Continuiamo a parlare di pneumatici, visto che comunque è un argomento importante.
Infatti dalle gomme dipende:

  • sicurezza, tenuta di strada e spazio di frenata
  • consumi
  • silenziosità in marcia

Avere pneumatici vecchi o sgonfi contribuisce in maniera negativa su tutti questi aspetti. Anche risparmiare comprando gomme di scarsa qualità non è una buona idea. Di solito rumorose e durano meno chilometri, tutto quello che si risparmia all’acquisto può essere speso in termini di consumi nel lungo periodo.

A seguito della foratura di cui vi ho parlato, ho dovuto comprare due pneumatici nuovi. Infatti si trattava di un piccolo taglio laterale e a parere del gommista una riparazione non sarebbe durata a lungo, perchè lateralmente non c’è spessore per la riparazione.  Mi capitò la stessa cosa anche con la mia vecchia auto. Taglio laterale, gommista diverso, stesso responso. Dovrò stare più attento agli scalini o a qualsiasi altra cosa che mi provoca questi tagli laterali.

Comunque ero dal gommista con la ruota bucata, avevo fretta e bisogno dell’auto, ho dovuto comprare quello che c’era. Nello specifico due pneumatici Yokohama C-Drive costo molto poco scontato 110 euro l’uno.  Comunque le vecchie Dunlop risalenti all’acquisto della Clio avevano già percorso più di 38.000 km ed era l’ora di cambiarle.

Ma non era di pneumatici vecchi o nuovi che volevo parlare, ma di pneumatici sgonfi, segnalando l’articolo di Motori.it

Da un’indagine ACI-Sicurauto è emerso che nelle stazioni di servizio 9 manometri su 10 non funzionano.

Di solito, infatti, si può andare in qualsiasi stazione di servizio e utilizzare i manometri a disposizione per gonfiare le gomme. Alcune benzinai provvedono loro al controllo, da altri si è invitati a fare da soli.
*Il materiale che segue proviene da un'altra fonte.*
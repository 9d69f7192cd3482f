// basic-rules/mythcraft: basic-rules/mythcraft/talent/brawler
use mythcraft::system::mythcraft::{data::Item, SystemConfig};

#[test]
fn parse_and_validate() -> anyhow::Result<()> {
	let item: Item = serde_json::from_str(include_str!("/root/crate/modules/basic-rules/mythcraft/talent/brawler.json"))?;
	assert!(!item.id.is_empty(), "basic-rules/mythcraft/talent/brawler has no id");
	let config = SystemConfig::default();
	for advancement in item.advancements() {
		advancement.validate(&config)?;
	}
	Ok(())
}
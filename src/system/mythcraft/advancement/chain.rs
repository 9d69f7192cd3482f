use super::{AdvancementNode, CandidateResolver, LevelRange};
use crate::system::{core::DocumentId, mythcraft::data::Item};

/// The advancements of one item, ordered by the level (or rank) which unlocks them.
#[derive(Clone, Debug)]
pub struct AdvancementChain<'a> {
	item: &'a Item,
	nodes: Vec<AdvancementNode<'a>>,
}

impl<'a> AdvancementChain<'a> {
	/// Advancements without a level requirement come first, then ascending by level.
	/// Advancements sharing a level keep the order they are declared in.
	pub async fn build(item: &'a Item, resolver: &dyn CandidateResolver) -> AdvancementChain<'a> {
		let mut nodes = Vec::with_capacity(item.advancements().len());
		for advancement in item.advancements() {
			nodes.push(AdvancementNode::build(item, advancement, resolver).await);
		}
		nodes.sort_by_key(|node| node.level());
		log::debug!("Built advancement chain for {:?} with {} nodes", item.name, nodes.len());
		Self { item, nodes }
	}

	pub fn item(&self) -> &'a Item {
		self.item
	}

	pub fn nodes(&self) -> &[AdvancementNode<'a>] {
		&self.nodes
	}

	pub fn node(&self, advancement_id: &DocumentId) -> Option<&AdvancementNode<'a>> {
		self.nodes.iter().find(|node| &node.advancement.id == advancement_id)
	}

	/// Nodes unlocked by `range` which have not been resolved yet, in ascending level order.
	pub fn active<'s>(&'s self, range: LevelRange) -> impl Iterator<Item = &'s AdvancementNode<'a>> + 's {
		self.nodes.iter().filter(move |node| node.is_active(&range) && !node.is_resolved())
	}
}

#[cfg(test)]
mod test {
	use super::*;
	use crate::system::mythcraft::{
		advancement::{fixtures::*, ChooseN, MapResolver, Selection},
		data::{fixtures::item, ItemType},
	};
	use futures::executor::block_on;

	fn lineage() -> Item {
		item(
			"lineage0000000",
			"Elf",
			ItemType::Lineage,
			vec![
				item_grant("five", Some(5), ChooseN::All, &[]),
				skill_grant("three", Some(3), 1, &["athletics"], &[]),
				skill_grant("innate", None, 1, &["perceiving"], &[]),
				item_grant("fourA", Some(4), ChooseN::All, &[]),
				item_grant("fourB", Some(4), ChooseN::All, &[]),
				item_grant("six", Some(6), ChooseN::All, &[]),
			],
		)
	}

	fn ids<'s, 'a: 's>(nodes: impl Iterator<Item = &'s AdvancementNode<'a>>) -> Vec<&'s str> {
		nodes.map(|node| node.advancement.id.as_str()).collect()
	}

	#[test]
	fn sorted_by_level() {
		let item = lineage();
		let chain = block_on(AdvancementChain::build(&item, &MapResolver::default()));
		assert_eq!(ids(chain.nodes().iter()), vec!["innate", "three", "fourA", "fourB", "five", "six"]);
	}

	#[test]
	fn active_in_half_open_range() {
		let item = lineage();
		let chain = block_on(AdvancementChain::build(&item, &MapResolver::default()));
		assert_eq!(ids(chain.active(LevelRange::between(3, 5))), vec!["fourA", "fourB", "five"]);
		assert_eq!(ids(chain.active(LevelRange::between(2, 5))), vec!["three", "fourA", "fourB", "five"]);
		assert_eq!(ids(chain.active(LevelRange::acquisition(3))), vec!["innate", "three"]);
		assert_eq!(chain.active(LevelRange::between(6, 6)).count(), 0);
	}

	#[test]
	fn level_skip_triggers_every_level() {
		let item = lineage();
		let chain = block_on(AdvancementChain::build(&item, &MapResolver::default()));
		let levels = chain.active(LevelRange::between(1, 10)).filter_map(|node| node.level()).collect::<Vec<_>>();
		assert_eq!(levels, vec![3, 4, 4, 5, 6]);
	}

	#[test]
	fn resolved_nodes_are_skipped() {
		let mut item = lineage();
		let selections = &mut item.flags.mythcraft.advancement.selections;
		selections.insert("three".into(), Selection::Skills([("athletics".into(), 1)].into()));
		selections.insert("fourA".into(), Selection::Items(Default::default()));
		let chain = block_on(AdvancementChain::build(&item, &MapResolver::default()));
		assert_eq!(ids(chain.active(LevelRange::between(2, 5))), vec!["fourB", "five"]);
		assert!(chain.node(&"three".into()).is_some());
		assert!(chain.node(&"seven".into()).is_none());
	}
}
Il problema è che, secondo un’indagine condotta dall’Automobile Club d’Italia e da Sicurauto, il 90% dei manometri è impreciso o presenta un grande margine di errore ai fini della sicurezza: su 298 stazioni di servizio controllate il 39% lascia gli pneumatici pesantemente sgonfi mentre il 36% li gonfia più del dovuto rispetto a quanto indicato dal manometro. Solo il 10% del campione esaminato è preciso e affidabile.

In Campania è stato addirittura trovato un manometro con errore di -1,95 bar mentre nel Lazio +1,2 bar. La staratura media in Italia è di 0,3 bar.
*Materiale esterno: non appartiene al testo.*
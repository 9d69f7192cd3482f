use serde::{Deserialize, Serialize};

/// Whether an advancement run is driven by character level or by a profession's rank.
#[derive(Clone, Copy, PartialEq, Eq, Debug, Serialize, Deserialize)]
#[serde(rename_all = "camelCase")]
pub enum Progression {
	Level,
	Rank,
}

impl Progression {
	pub fn noun(&self) -> &'static str {
		match self {
			Self::Level => "level",
			Self::Rank => "rank",
		}
	}
}

/// The half-open interval `(start, end]` of levels (or ranks) being applied.
///
/// A `start` of `None` means the owning item is being acquired: every node up to `end`
/// is unlocked, including nodes with no level requirement.
#[derive(Clone, Copy, PartialEq, Eq, Debug, Serialize, Deserialize)]
pub struct LevelRange {
	pub start: Option<u32>,
	pub end: u32,
}

impl LevelRange {
	pub fn acquisition(end: u32) -> Self {
		Self { start: None, end }
	}

	pub fn between(start: u32, end: u32) -> Self {
		Self { start: Some(start), end }
	}

	pub fn with_end(self, end: u32) -> Self {
		Self { end, ..self }
	}

	pub fn is_acquisition(&self) -> bool {
		self.start.is_none()
	}

	/// Returns true if a node with the `requirement` level is unlocked by this range.
	pub fn contains(&self, requirement: Option<u32>) -> bool {
		match (self.start, requirement) {
			(None, None) => true,
			(None, Some(level)) => level <= self.end,
			(Some(_), None) => false,
			(Some(start), Some(level)) => start < level && level <= self.end,
		}
	}
}

impl std::fmt::Display for LevelRange {
	fn fmt(&self, f: &mut std::fmt::Formatter<'_>) -> std::fmt::Result {
		match self.start {
			None => write!(f, "(acquired]..={}", self.end),
			Some(start) => write!(f, "({start}, {}]", self.end),
		}
	}
}

#[cfg(test)]
mod test {
	use super::*;

	#[test]
	fn half_open_interval() {
		let range = LevelRange::between(3, 5);
		assert!(!range.contains(Some(3)));
		assert!(range.contains(Some(4)));
		assert!(range.contains(Some(5)));
		assert!(!range.contains(Some(6)));
		assert!(!range.contains(None));
	}

	#[test]
	fn acquisition_includes_unleveled() {
		let range = LevelRange::acquisition(2);
		assert!(range.contains(None));
		assert!(range.contains(Some(0)));
		assert!(range.contains(Some(2)));
		assert!(!range.contains(Some(3)));
	}

	#[test]
	fn empty_when_not_advancing() {
		let range = LevelRange::between(4, 4);
		assert!((0..10).all(|level| !range.contains(Some(level))));
	}
}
L’ACI e Sicurauto hanno dimostrato che pneumatici sgonfi di 0,5 bar o sovragonfiati dello stesso valore allungano di 4 metri gli spazi di frenata su asfalto bagnato a 70 km/h ed influenzano negativamente il comportamento della vettura in condizioni critiche.

Secondo alcuni studi internazionali, 8 automobilisti su 10 viaggiano con gomme sgonfie, probabilmente a loro insaputa, sprecando oltre 100 euro l’anno di carburante, emettendo 144 kg in più di CO2 e mettendo a rischio tutti gli automobilisti.